Stiftung Schloss Friedenstein:

„Deutsche Erinnerungslücke KZ Ohrdruf“ ist ein Projekt der Stiftung Schloss Friedenstein Gotha in Kooperation mit den Arolsen Archives und der Stiftung Gedenkstätten Buchenwald und Mittelbau-Dora. Es entsteht in Zusammenarbeit mit den Städten Arnstadt, Gotha und Ohrdruf, der Weimarer Mal- und Zeichenschule, der Bundeswehr sowie dem Staatlichen Schulamt Westthüringen. Es ist Teil des Netzwerk-Projektes „Erinnern vor Ort“ des Anne Frank Zentrums.

Die Erinnerung an die furchtbaren Verbrechen des Nazi-Regimes konzentriert sich in Deutschland vornehmlich auf die Gedenkstätten der großen Konzentrationslager wie Buchenwald und Bergen-Belsen. Diese Fokussierung verdeckt, in wie großer Zahl und wie weit verzweigt die Außenlager auch in der Umgebung der großen Lager eingerichtet waren. Neuere Bestrebungen in der Stiftung Gedenkstätten Buchenwald und Mittelbau-Dora gehen jetzt dahin, die vielen kleinen Außenlager verstärkt in den Blick zu nehmen. Allein das KZ Buchenwald hatte über 130 Außenlager, unter denen das KZ Ohrdruf eine besondere Rolle einnimmt, weil es das erste Lager war, das von den Westalliierten befreit wurde.

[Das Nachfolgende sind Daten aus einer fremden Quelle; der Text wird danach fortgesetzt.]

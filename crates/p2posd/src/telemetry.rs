//! Tracing subscriber initialization for the daemon.

use tracing_subscriber::EnvFilter;

/// Initialize the tracing subscriber once at startup.
///
/// `RUST_LOG` overrides the default level.
pub fn init(level: &str) {
    let filter = EnvFilter::try_from_default_env().unwrap_or_else(|_| EnvFilter::new(level));
    tracing_subscriber::fmt().with_env_filter(filter).init();
}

Das Vermittlungsprojekt „Deutsche Erinnerungslücke KZ Ohrdruf“ der Stiftung Schloss Friedenstein Gotha und seiner Kooperationspartner setzt sich zum Ziel, diese vorherrschenden Wahrnehmungsmuster zu durchbrechen. Gemeinsam und im beständigen Dialog mit den Besucher*innen bzw. Teilnehmer*innen sollen vor Ort neue Formen der Erinnerungskultur entwickelt werden.

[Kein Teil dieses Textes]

//! The membership manager: holds the current signed snapshot, validates
//! and monotonically applies new ones, and answers membership queries.
//!
//! A reader–writer lock guards the snapshot; [`apply`](MembershipManager::apply)
//! takes the writer, queries take the reader. Concurrent callers observe
//! either the prior or the new snapshot, never an in-between state.

use std::collections::BTreeSet;
use std::sync::RwLock;

use p2pos_types::{PeerId, SharedClock};

use crate::error::ClusterError;
use crate::identity::SystemKey;
use crate::proof::AdminProof;
use crate::snapshot::{Snapshot, normalize_members};

/// Outcome of a successful [`MembershipManager::apply`] call.
#[derive(Debug, Clone, Copy, PartialEq, Eq)]
pub enum Applied {
    /// The snapshot was strictly newer and replaced the stored one.
    Applied,
    /// The snapshot validated but was not newer; the stored one is kept.
    /// A no-op, not an error.
    Stale,
}

/// Member counts evaluated atomically under the manager's read lock,
/// consumed by the runtime state machine.
#[derive(Debug, Clone, Copy, PartialEq, Eq)]
pub struct QuorumView {
    /// Whether the local peer appears in the current member set.
    pub local_is_member: bool,
    /// `N`: cardinality of the current member set.
    pub member_count: usize,
    /// `k`: the local node plus every connected peer that is a member.
    pub online: usize,
}

struct Inner {
    snapshot: Snapshot,
    member_set: BTreeSet<PeerId>,
}

/// Holds and guards the authoritative membership state of this node.
pub struct MembershipManager {
    cluster_id: String,
    local_peer: PeerId,
    system_key: Option<SystemKey>,
    clock: SharedClock,
    inner: RwLock<Inner>,
}

impl MembershipManager {
    /// Build the manager from configuration.
    ///
    /// `cluster_id` is trimmed and defaults to `"default"` when empty.
    /// When `system_pubkey` is configured, every applied snapshot must
    /// carry an admin proof that verifies against it.
    pub fn new(
        cluster_id: &str,
        system_pubkey: Option<&str>,
        local_peer: PeerId,
        initial_members: Vec<PeerId>,
        clock: SharedClock,
    ) -> Result<Self, ClusterError> {
        let cluster_id = {
            let trimmed = cluster_id.trim();
            if trimmed.is_empty() {
                "default".to_string()
            } else {
                trimmed.to_string()
            }
        };

        let system_key = match system_pubkey.map(str::trim) {
            Some(key) if !key.is_empty() => Some(SystemKey::from_base64(key)?),
            _ => None,
        };

        let members = normalize_members(initial_members);
        let member_set: BTreeSet<PeerId> = members.iter().copied().collect();
        let snapshot = Snapshot {
            cluster_id: cluster_id.clone(),
            members,
            ..Snapshot::default()
        };

        Ok(Self {
            cluster_id,
            local_peer,
            system_key,
            clock,
            inner: RwLock::new(Inner {
                snapshot,
                member_set,
            }),
        })
    }

    /// The local cluster id.
    pub fn cluster_id(&self) -> &str {
        &self.cluster_id
    }

    /// This node's peer id.
    pub fn local_peer(&self) -> PeerId {
        self.local_peer
    }

    /// Whether a system public key is configured.
    pub fn has_system_key(&self) -> bool {
        self.system_key.is_some()
    }

    /// Whether the current member set is non-empty.
    pub fn has_members(&self) -> bool {
        !self.inner.read().expect("manager lock").member_set.is_empty()
    }

    /// Whether `peer` appears in the current member set.
    pub fn is_member(&self, peer: &PeerId) -> bool {
        self.inner
            .read()
            .expect("manager lock")
            .member_set
            .contains(peer)
    }

    /// A copy of the current snapshot.
    pub fn snapshot(&self) -> Snapshot {
        self.inner.read().expect("manager lock").snapshot.clone()
    }

    /// Compute the quorum inputs in one critical section: `N`, `k`
    /// (self plus connected members) and local membership.
    pub fn quorum_view(&self, connected: &[PeerId]) -> QuorumView {
        let inner = self.inner.read().expect("manager lock");
        let online = 1 + connected
            .iter()
            .filter(|p| inner.member_set.contains(p))
            .count();
        QuorumView {
            local_is_member: inner.member_set.contains(&self.local_peer),
            member_count: inner.member_set.len(),
            online,
        }
    }

    /// Validate a snapshot and, if strictly newer, replace the stored one.
    ///
    /// Validation order: cluster id, `issued_at` present, members
    /// non-empty, issuer present, signature, admin proof (when a system
    /// key is configured). A snapshot that validates but is not newer
    /// returns [`Applied::Stale`] without touching the stored state.
    pub fn apply(&self, mut snapshot: Snapshot) -> Result<Applied, ClusterError> {
        snapshot.members = normalize_members(snapshot.members);
        self.validate(&snapshot)?;

        let mut inner = self.inner.write().expect("manager lock");
        let current = inner.snapshot.issued_at;
        if snapshot.issued_at <= current {
            return Ok(Applied::Stale);
        }

        inner.member_set = snapshot.members.iter().copied().collect();
        inner.snapshot = snapshot;
        Ok(Applied::Applied)
    }

    fn validate(&self, snapshot: &Snapshot) -> Result<(), ClusterError> {
        if snapshot.cluster_id.trim() != self.cluster_id {
            return Err(ClusterError::ClusterMismatch);
        }
        if snapshot.issued_at.is_none() {
            return Err(ClusterError::MissingField("issued_at"));
        }
        if snapshot.members.is_empty() {
            return Err(ClusterError::MissingField("members"));
        }
        let issuer = snapshot
            .issuer_peer_id
            .ok_or(ClusterError::MissingField("issuer_peer_id"))?;
        if snapshot.sig.trim().is_empty() {
            return Err(ClusterError::MissingField("sig"));
        }
        snapshot.verify_signature()?;

        if self.system_key.is_some() {
            let proof = snapshot
                .admin_proof
                .as_ref()
                .ok_or(ClusterError::MissingField("admin_proof"))?;
            self.validate_admin_proof(proof, &issuer)?;
        }
        Ok(())
    }

    /// Validate an admin proof against the configured system key for a
    /// given issuer. Errors when no system key is configured.
    pub fn validate_admin_proof(
        &self,
        proof: &AdminProof,
        expected_issuer: &PeerId,
    ) -> Result<(), ClusterError> {
        let system = self
            .system_key
            .as_ref()
            .ok_or(ClusterError::SystemKeyRequired)?;
        proof.validate(
            &self.cluster_id,
            expected_issuer,
            system,
            self.clock.now_utc(),
        )
    }
}

impl std::fmt::Debug for MembershipManager {
    fn fmt(&self, f: &mut std::fmt::Formatter<'_>) -> std::fmt::Result {
        f.debug_struct("MembershipManager")
            .field("cluster_id", &self.cluster_id)
            .field("local_peer", &self.local_peer)
            .field("has_system_key", &self.system_key.is_some())
            .finish_non_exhaustive()
    }
}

Das Zwangsarbeiter- und Konzentrationslager Ohrdruf

Am 4. April 1945 erreichten amerikanische Soldaten das südlich von Gotha gelegene Konzentrationslager am Ortsrand von Ohrdruf. Es war das erste KZ, das die Westalliierten mit eigenen Augen sahen. Zwischen den Toten stießen sie auch auf noch lebende Häftlinge. Internationale Kriegsberichterstatter wurden nach Ohrdruf gerufen und berichteten von dem „Horror Camp“, gelegen südlich der Drei Gleichen zwischen Ohrdruf, Crawinkel und Arnstadt.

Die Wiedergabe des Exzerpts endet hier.